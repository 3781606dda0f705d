//! Run adapter: fetches input and template objects, converts, and stores the result.
//!
//! Each object is one independent run. Failures never escape as errors; they
//! are classified into a [`RunOutcome::Failed`] so callers can report a status
//! per run without unwinding the whole batch.

use log::{debug, error, info, warn};
use serde::Serialize;

use crate::{
    config::RunConfig,
    convert::{self, ConvertOptions},
    error::MapError,
    event::{KeyLayout, StorageEvent},
    mapping::MappingTable,
    storage::{ObjectRef, ObjectStore},
};

#[derive(Debug, Clone, Copy, PartialEq, Eq, Serialize)]
#[serde(rename_all = "snake_case")]
pub enum FailureKind {
    InvalidEvent,
    InvalidKey,
    Storage,
    MalformedInput,
    TemplateShape,
    Encoding,
}

impl FailureKind {
    fn of(err: &MapError) -> Self {
        match err {
            MapError::MalformedRow { .. } | MapError::Csv(_) => FailureKind::MalformedInput,
            MapError::TemplateShape { .. }
            | MapError::MissingTypeRow
            | MapError::EmptyTemplate => FailureKind::TemplateShape,
            MapError::Decode { .. } | MapError::Encode { .. } => FailureKind::Encoding,
        }
    }
}

#[derive(Debug, Clone, PartialEq, Eq, Serialize)]
pub struct RunReport {
    pub input: String,
    /// Where the result was (or would have been) stored.
    pub output: String,
    pub rows_written: usize,
    /// False when the input had no data rows and nothing was stored.
    pub written: bool,
    #[serde(skip_serializing_if = "Vec::is_empty")]
    pub missing_sources: Vec<String>,
}

#[derive(Debug, Clone, PartialEq, Eq, Serialize)]
pub struct RunFailure {
    #[serde(skip_serializing_if = "Option::is_none")]
    pub input: Option<String>,
    pub kind: FailureKind,
    pub message: String,
}

impl RunFailure {
    fn new(input: Option<&ObjectRef>, kind: FailureKind, message: impl Into<String>) -> Self {
        Self {
            input: input.map(ObjectRef::to_string),
            kind,
            message: message.into(),
        }
    }
}

#[derive(Debug, Clone, PartialEq, Eq, Serialize)]
#[serde(tag = "status", rename_all = "snake_case")]
pub enum RunOutcome {
    Completed(RunReport),
    Failed(RunFailure),
}

impl RunOutcome {
    pub fn is_success(&self) -> bool {
        matches!(self, RunOutcome::Completed(_))
    }

    pub fn status_code(&self) -> u16 {
        match self {
            RunOutcome::Completed(_) => 200,
            RunOutcome::Failed(_) => 500,
        }
    }

    pub fn body(&self) -> String {
        match self {
            RunOutcome::Completed(report) => format!("Successfully processed {}", report.input),
            RunOutcome::Failed(failure) => format!("Error processing file: {}", failure.message),
        }
    }
}

pub struct RunAdapter<'a, S: ObjectStore + ?Sized> {
    store: &'a S,
    mapping: &'a MappingTable,
    template_key: String,
    layout: KeyLayout,
    options: ConvertOptions,
}

impl<'a, S: ObjectStore + ?Sized> RunAdapter<'a, S> {
    pub fn new(
        store: &'a S,
        mapping: &'a MappingTable,
        config: &RunConfig,
    ) -> anyhow::Result<Self> {
        Ok(Self {
            store,
            mapping,
            template_key: config.template_key.clone(),
            layout: config.key_layout(),
            options: config.convert_options()?,
        })
    }

    /// Runs every record of an event independently.
    pub fn handle_event(&self, event: &StorageEvent) -> Vec<RunOutcome> {
        if event.records.is_empty() {
            let failure =
                RunFailure::new(None, FailureKind::InvalidEvent, "Event has no records");
            error!("Error processing event: {}", failure.message);
            return vec![RunOutcome::Failed(failure)];
        }
        event
            .records
            .iter()
            .map(|record| {
                debug!(
                    "Handling {} for {}/{}",
                    record.event_name.as_deref().unwrap_or("event"),
                    record.s3.bucket.name,
                    record.s3.object.key
                );
                self.process(&ObjectRef::new(&record.s3.bucket.name, &record.s3.object.key))
            })
            .collect()
    }

    pub fn handle_event_json(&self, json: &str) -> Vec<RunOutcome> {
        match StorageEvent::from_json(json) {
            Ok(event) => self.handle_event(&event),
            Err(err) => {
                let failure =
                    RunFailure::new(None, FailureKind::InvalidEvent, format!("{err:#}"));
                error!("Error processing event: {}", failure.message);
                vec![RunOutcome::Failed(failure)]
            }
        }
    }

    /// Converts one uploaded object.
    pub fn process(&self, input: &ObjectRef) -> RunOutcome {
        match self.try_process(input) {
            Ok(report) => RunOutcome::Completed(report),
            Err(failure) => {
                error!("Error processing file {input}: {}", failure.message);
                RunOutcome::Failed(failure)
            }
        }
    }

    fn try_process(&self, input: &ObjectRef) -> Result<RunReport, RunFailure> {
        let tenant_key = self.layout.parse(&input.key).map_err(|err| {
            RunFailure::new(Some(input), FailureKind::InvalidKey, err.to_string())
        })?;
        let output = input.sibling(self.layout.output_key(&tenant_key));
        let template = input.sibling(self.template_key.clone());
        info!("Processing {input} for tenant '{}' -> {output}", tenant_key.tenant);

        let storage_failure = |err: anyhow::Error| {
            RunFailure::new(Some(input), FailureKind::Storage, format!("{err:#}"))
        };
        let input_bytes = self.store.get(input).map_err(storage_failure)?;
        let template_bytes = self.store.get(&template).map_err(storage_failure)?;

        let conversion =
            convert::convert(&input_bytes, &template_bytes, self.mapping, &self.options)
                .map_err(|err| {
                    RunFailure::new(Some(input), FailureKind::of(&err), err.to_string())
                })?;
        for name in &conversion.missing_sources {
            warn!("Source column '{name}' not found in {input}; mapped columns fall back");
        }

        let location = self.store.locate(&output);
        if conversion.is_empty() {
            info!("No rows to map in {input}; nothing written");
        } else {
            self.store
                .put(&output, &conversion.bytes)
                .map_err(|err| storage_failure(err.context(format!("Storing {output}"))))?;
            info!("Processed and saved {} row(s): {location}", conversion.rows);
        }

        Ok(RunReport {
            input: input.to_string(),
            output: location,
            rows_written: conversion.rows,
            written: !conversion.is_empty(),
            missing_sources: conversion.missing_sources,
        })
    }
}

*****

[Description of the task]
Every line of the listing above that includes "InvalidKey" should be copied out.

[Response area]
    InvalidKey,
            RunFailure::new(Some(input), FailureKind::InvalidKey, err.to_string())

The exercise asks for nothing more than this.